Among the lines of the data below, count those that hold the word "outputs". Answer with the number alone.

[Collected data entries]
--- START ---
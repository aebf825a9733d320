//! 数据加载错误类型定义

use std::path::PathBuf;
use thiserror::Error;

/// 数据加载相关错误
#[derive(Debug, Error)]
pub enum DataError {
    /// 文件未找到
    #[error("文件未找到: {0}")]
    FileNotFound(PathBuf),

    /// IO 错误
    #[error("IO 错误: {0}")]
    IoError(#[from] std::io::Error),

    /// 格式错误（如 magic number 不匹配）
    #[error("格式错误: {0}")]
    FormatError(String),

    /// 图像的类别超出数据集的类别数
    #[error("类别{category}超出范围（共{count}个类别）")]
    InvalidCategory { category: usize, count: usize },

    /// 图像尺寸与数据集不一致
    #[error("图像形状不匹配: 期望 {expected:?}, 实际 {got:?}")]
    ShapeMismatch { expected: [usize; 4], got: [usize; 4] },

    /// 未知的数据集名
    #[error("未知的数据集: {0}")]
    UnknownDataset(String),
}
--- END ---
--- START ---
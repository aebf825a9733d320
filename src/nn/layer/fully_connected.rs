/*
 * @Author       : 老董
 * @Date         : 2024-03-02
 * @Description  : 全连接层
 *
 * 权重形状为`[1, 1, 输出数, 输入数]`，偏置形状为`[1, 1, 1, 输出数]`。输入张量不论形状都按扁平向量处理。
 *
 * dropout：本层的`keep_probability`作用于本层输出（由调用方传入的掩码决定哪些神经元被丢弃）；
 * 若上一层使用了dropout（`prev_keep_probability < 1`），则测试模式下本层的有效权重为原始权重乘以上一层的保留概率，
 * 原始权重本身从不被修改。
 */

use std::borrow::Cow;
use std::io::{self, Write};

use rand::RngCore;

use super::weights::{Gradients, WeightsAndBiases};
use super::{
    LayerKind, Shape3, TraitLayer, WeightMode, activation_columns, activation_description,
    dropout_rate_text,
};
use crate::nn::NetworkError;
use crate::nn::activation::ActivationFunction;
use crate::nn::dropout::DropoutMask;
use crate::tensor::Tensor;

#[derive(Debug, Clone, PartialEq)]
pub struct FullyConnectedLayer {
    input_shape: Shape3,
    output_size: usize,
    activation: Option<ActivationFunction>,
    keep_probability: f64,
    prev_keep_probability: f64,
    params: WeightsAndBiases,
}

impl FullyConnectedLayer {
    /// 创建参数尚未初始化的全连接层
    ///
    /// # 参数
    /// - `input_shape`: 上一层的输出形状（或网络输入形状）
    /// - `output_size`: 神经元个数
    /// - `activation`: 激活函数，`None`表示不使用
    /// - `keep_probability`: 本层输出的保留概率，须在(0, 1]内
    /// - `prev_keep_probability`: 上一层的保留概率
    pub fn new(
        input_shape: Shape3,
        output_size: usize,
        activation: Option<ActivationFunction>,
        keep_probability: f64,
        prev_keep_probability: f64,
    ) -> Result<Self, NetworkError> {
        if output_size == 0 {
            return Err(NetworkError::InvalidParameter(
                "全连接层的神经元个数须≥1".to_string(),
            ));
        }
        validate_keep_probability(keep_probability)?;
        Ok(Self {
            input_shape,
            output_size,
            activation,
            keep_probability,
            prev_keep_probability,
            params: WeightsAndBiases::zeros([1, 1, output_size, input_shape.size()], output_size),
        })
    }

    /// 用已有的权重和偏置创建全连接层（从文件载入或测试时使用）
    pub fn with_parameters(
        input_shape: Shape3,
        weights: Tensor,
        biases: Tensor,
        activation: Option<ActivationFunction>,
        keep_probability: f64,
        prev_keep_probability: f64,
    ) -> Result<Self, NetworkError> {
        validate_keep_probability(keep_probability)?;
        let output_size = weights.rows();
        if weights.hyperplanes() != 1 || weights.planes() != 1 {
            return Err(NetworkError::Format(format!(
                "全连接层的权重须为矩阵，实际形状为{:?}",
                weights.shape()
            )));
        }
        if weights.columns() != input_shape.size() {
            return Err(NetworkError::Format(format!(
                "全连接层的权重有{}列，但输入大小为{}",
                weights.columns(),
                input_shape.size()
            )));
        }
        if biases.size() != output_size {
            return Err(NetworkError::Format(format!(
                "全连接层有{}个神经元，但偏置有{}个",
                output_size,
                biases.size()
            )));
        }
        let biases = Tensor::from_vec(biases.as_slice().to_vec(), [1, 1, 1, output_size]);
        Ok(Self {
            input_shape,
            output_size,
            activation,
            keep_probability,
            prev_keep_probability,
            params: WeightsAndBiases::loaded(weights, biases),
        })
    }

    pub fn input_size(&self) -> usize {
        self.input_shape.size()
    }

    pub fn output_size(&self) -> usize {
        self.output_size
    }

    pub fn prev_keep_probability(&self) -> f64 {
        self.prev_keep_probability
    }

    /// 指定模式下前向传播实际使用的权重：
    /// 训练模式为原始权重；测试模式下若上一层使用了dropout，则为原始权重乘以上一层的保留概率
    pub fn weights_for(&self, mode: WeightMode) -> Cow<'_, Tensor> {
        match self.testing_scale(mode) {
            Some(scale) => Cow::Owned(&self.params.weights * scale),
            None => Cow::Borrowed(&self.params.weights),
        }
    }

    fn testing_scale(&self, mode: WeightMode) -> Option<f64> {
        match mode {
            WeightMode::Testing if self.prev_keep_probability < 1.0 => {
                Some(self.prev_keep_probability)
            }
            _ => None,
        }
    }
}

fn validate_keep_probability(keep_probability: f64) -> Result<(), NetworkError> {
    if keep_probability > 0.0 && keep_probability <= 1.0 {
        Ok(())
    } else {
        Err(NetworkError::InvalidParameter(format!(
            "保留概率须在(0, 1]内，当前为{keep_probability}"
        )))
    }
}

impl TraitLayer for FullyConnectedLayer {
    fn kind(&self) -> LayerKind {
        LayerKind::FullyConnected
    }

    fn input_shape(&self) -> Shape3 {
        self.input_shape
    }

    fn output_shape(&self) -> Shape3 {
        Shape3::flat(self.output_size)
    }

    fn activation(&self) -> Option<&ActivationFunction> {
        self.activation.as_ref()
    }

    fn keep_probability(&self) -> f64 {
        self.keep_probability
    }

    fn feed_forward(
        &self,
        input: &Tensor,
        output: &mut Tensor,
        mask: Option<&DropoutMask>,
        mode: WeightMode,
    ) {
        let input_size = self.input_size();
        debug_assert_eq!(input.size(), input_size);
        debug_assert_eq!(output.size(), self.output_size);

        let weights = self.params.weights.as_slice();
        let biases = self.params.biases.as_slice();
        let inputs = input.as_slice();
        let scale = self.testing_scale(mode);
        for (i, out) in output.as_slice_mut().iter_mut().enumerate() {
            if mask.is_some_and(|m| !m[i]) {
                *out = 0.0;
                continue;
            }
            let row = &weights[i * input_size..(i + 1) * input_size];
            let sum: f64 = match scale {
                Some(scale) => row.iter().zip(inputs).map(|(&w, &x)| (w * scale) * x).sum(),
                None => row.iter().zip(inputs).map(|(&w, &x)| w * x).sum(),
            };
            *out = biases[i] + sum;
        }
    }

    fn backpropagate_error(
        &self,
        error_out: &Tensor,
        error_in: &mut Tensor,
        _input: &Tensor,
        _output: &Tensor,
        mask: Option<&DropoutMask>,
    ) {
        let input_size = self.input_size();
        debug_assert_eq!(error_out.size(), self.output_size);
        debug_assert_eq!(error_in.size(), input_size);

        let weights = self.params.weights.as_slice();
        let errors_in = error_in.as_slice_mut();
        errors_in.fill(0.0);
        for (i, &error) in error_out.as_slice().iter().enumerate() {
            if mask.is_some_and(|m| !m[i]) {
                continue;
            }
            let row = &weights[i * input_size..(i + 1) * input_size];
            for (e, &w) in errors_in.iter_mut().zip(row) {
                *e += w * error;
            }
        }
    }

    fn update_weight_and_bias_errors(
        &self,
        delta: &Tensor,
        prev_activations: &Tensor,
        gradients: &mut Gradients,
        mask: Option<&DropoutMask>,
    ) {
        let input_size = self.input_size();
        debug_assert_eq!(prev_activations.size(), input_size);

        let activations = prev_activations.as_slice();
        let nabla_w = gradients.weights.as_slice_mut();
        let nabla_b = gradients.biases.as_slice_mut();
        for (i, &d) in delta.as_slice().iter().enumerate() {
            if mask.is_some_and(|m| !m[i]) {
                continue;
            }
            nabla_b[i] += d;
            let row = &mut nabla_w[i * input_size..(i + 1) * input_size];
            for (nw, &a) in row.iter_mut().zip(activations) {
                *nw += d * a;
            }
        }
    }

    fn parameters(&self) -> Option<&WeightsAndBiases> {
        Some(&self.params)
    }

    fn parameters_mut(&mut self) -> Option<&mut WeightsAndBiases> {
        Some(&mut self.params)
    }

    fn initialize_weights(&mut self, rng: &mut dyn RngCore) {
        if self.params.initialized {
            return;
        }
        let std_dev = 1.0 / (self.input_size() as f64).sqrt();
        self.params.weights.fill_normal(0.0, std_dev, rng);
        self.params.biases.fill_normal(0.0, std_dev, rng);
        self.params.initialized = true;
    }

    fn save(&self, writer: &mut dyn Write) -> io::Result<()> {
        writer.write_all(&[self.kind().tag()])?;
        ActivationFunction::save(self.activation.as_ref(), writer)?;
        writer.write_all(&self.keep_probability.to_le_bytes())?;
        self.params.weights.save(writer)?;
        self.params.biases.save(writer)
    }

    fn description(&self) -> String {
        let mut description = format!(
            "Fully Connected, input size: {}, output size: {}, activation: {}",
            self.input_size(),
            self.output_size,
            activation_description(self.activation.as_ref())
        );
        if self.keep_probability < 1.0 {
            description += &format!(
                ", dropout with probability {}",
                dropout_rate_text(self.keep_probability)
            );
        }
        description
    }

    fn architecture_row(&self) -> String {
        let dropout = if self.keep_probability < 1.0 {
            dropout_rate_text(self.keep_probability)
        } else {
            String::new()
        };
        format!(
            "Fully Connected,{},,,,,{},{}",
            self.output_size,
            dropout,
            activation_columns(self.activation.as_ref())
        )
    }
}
--- END ---
--- START ---
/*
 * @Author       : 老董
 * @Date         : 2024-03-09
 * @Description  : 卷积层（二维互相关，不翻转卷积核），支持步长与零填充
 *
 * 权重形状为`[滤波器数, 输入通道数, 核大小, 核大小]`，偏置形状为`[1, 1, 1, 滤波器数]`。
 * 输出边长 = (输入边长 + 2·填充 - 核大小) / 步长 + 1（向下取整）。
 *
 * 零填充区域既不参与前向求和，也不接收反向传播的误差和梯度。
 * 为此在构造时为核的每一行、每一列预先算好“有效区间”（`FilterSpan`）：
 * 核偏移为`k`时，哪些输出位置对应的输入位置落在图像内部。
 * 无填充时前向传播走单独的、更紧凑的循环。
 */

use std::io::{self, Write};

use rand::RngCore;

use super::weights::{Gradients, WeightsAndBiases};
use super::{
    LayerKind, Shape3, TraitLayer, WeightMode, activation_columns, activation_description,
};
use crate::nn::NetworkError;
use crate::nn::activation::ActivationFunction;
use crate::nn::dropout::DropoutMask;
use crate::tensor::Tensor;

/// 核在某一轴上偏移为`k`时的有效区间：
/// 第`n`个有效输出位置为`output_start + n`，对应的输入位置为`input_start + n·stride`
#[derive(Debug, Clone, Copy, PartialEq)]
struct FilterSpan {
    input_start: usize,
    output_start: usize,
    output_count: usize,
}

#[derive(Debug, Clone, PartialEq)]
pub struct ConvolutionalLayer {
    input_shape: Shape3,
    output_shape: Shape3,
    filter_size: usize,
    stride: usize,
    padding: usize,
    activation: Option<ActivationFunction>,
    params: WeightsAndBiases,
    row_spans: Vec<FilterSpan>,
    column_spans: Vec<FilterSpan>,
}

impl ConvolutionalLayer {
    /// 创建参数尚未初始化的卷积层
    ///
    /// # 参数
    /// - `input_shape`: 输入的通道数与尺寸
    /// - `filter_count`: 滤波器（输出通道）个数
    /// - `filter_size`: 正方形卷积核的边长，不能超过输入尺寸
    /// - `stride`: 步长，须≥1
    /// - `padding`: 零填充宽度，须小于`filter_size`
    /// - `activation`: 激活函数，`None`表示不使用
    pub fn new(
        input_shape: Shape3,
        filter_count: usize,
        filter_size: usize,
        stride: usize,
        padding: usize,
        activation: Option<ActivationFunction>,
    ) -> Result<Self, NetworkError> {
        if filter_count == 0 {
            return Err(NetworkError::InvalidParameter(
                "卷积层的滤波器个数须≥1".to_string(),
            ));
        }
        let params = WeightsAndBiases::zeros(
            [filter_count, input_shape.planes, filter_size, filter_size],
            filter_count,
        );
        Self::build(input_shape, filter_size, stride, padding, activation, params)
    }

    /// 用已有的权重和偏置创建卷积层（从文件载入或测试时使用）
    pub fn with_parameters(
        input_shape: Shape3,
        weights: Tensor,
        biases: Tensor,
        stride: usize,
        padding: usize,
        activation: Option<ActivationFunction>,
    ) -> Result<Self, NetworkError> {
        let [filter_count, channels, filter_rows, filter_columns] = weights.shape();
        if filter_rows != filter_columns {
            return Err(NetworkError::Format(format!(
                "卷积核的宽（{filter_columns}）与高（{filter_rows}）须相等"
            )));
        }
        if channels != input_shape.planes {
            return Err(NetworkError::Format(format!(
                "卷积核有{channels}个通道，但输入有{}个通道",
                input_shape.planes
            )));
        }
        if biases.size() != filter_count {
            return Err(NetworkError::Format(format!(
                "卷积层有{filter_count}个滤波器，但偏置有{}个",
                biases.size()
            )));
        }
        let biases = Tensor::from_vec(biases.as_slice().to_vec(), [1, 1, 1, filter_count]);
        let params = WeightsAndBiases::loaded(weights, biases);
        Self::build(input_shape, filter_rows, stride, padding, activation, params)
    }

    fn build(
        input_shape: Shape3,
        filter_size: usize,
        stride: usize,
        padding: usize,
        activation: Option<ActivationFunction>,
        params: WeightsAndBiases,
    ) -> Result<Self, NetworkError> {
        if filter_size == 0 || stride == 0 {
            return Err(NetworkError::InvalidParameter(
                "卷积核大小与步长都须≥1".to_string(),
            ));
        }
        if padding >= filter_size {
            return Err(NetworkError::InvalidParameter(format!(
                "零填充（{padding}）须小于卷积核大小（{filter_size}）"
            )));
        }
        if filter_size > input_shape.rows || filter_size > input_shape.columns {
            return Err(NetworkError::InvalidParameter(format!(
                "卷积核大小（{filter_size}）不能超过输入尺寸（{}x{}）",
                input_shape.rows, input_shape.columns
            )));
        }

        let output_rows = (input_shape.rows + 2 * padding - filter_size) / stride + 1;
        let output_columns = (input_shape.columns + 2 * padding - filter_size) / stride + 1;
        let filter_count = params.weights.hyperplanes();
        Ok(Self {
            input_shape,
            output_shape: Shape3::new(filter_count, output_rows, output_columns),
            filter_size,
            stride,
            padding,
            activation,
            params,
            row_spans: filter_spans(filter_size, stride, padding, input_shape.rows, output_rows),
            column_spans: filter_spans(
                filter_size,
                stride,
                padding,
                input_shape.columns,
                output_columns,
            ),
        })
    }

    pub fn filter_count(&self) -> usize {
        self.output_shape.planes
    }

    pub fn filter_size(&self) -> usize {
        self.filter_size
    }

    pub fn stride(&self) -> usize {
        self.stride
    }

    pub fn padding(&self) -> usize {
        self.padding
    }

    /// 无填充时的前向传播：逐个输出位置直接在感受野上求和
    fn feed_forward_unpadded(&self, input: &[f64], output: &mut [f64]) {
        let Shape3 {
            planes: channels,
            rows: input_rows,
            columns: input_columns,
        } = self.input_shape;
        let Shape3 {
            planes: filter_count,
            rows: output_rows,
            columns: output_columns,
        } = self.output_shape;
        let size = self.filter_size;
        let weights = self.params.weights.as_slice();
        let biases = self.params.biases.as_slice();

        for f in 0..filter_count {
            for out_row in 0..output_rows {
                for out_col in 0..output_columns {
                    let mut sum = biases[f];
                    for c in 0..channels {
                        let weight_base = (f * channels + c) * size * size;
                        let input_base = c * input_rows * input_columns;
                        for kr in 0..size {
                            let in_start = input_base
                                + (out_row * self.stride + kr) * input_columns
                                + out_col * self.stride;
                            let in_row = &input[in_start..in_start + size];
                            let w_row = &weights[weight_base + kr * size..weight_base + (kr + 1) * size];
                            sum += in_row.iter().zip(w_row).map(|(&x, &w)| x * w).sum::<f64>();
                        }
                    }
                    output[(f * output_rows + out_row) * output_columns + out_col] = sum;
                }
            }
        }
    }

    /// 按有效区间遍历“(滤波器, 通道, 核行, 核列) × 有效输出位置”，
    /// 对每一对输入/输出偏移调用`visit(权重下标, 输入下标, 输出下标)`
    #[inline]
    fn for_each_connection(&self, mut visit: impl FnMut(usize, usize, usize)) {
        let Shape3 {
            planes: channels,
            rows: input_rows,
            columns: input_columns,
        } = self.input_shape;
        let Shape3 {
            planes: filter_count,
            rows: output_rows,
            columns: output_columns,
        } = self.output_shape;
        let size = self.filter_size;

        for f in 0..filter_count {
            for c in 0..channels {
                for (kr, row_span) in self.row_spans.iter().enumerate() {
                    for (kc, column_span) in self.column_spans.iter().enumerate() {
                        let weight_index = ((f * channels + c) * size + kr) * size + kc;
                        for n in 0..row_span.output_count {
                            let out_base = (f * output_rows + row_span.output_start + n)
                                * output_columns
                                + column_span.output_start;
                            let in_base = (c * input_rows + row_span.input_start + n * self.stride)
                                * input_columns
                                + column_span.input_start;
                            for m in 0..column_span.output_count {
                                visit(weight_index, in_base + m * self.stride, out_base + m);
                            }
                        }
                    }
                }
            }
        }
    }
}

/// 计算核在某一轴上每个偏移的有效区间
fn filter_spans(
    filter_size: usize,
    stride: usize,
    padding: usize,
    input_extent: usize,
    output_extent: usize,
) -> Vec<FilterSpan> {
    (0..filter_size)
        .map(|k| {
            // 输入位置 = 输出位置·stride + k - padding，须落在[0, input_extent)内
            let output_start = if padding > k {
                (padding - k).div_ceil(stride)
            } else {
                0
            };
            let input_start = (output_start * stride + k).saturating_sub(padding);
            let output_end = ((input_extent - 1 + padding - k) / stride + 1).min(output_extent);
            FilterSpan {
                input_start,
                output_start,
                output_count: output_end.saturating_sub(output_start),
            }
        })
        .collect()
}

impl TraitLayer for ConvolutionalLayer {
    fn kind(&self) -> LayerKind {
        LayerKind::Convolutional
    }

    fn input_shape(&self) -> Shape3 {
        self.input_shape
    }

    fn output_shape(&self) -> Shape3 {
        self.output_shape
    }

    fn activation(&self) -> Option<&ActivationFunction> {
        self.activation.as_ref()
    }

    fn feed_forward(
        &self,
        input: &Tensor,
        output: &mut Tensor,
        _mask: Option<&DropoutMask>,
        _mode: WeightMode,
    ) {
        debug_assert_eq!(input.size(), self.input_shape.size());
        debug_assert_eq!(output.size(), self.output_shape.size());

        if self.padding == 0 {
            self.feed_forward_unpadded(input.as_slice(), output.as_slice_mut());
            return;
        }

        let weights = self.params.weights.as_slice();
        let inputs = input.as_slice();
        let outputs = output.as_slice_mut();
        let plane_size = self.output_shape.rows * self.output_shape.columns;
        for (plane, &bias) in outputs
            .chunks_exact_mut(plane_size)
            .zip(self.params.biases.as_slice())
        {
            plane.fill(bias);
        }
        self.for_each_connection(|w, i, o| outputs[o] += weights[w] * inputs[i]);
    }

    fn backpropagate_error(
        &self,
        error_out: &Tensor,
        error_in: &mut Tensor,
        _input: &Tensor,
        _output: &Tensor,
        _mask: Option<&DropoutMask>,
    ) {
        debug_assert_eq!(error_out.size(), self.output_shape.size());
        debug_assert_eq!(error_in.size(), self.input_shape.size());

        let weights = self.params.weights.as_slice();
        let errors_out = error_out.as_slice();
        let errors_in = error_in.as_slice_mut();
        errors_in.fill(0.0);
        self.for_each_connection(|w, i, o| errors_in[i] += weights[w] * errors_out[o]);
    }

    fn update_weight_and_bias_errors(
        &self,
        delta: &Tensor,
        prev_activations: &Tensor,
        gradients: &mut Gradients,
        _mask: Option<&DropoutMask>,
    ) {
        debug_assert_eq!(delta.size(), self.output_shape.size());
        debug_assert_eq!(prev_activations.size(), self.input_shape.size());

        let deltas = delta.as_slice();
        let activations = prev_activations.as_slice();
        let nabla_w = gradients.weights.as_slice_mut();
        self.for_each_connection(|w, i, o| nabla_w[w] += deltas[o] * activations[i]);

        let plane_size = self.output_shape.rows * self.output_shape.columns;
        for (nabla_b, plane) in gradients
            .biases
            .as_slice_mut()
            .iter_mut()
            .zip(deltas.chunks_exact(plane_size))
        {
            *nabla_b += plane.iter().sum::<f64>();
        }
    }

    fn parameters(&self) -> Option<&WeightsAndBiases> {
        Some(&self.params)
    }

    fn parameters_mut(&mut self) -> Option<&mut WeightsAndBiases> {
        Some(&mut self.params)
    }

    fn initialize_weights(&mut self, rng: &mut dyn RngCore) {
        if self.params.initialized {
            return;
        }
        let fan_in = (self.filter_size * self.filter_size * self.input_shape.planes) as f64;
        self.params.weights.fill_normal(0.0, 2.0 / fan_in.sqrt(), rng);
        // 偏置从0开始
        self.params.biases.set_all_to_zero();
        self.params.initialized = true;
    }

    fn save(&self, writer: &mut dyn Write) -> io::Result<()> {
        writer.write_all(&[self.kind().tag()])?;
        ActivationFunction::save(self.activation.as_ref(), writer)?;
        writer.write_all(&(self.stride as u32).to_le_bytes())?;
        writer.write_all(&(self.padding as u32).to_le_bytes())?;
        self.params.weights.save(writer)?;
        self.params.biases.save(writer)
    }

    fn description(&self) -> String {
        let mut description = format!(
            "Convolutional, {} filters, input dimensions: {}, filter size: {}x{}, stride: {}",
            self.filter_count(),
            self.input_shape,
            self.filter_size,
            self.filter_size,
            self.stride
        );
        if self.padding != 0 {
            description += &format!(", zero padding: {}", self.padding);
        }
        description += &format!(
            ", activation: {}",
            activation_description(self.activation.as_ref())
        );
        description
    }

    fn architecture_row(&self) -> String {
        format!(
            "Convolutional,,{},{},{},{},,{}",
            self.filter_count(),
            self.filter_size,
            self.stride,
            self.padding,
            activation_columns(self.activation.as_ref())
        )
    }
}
--- END ---
* _Answer to this problem_: 3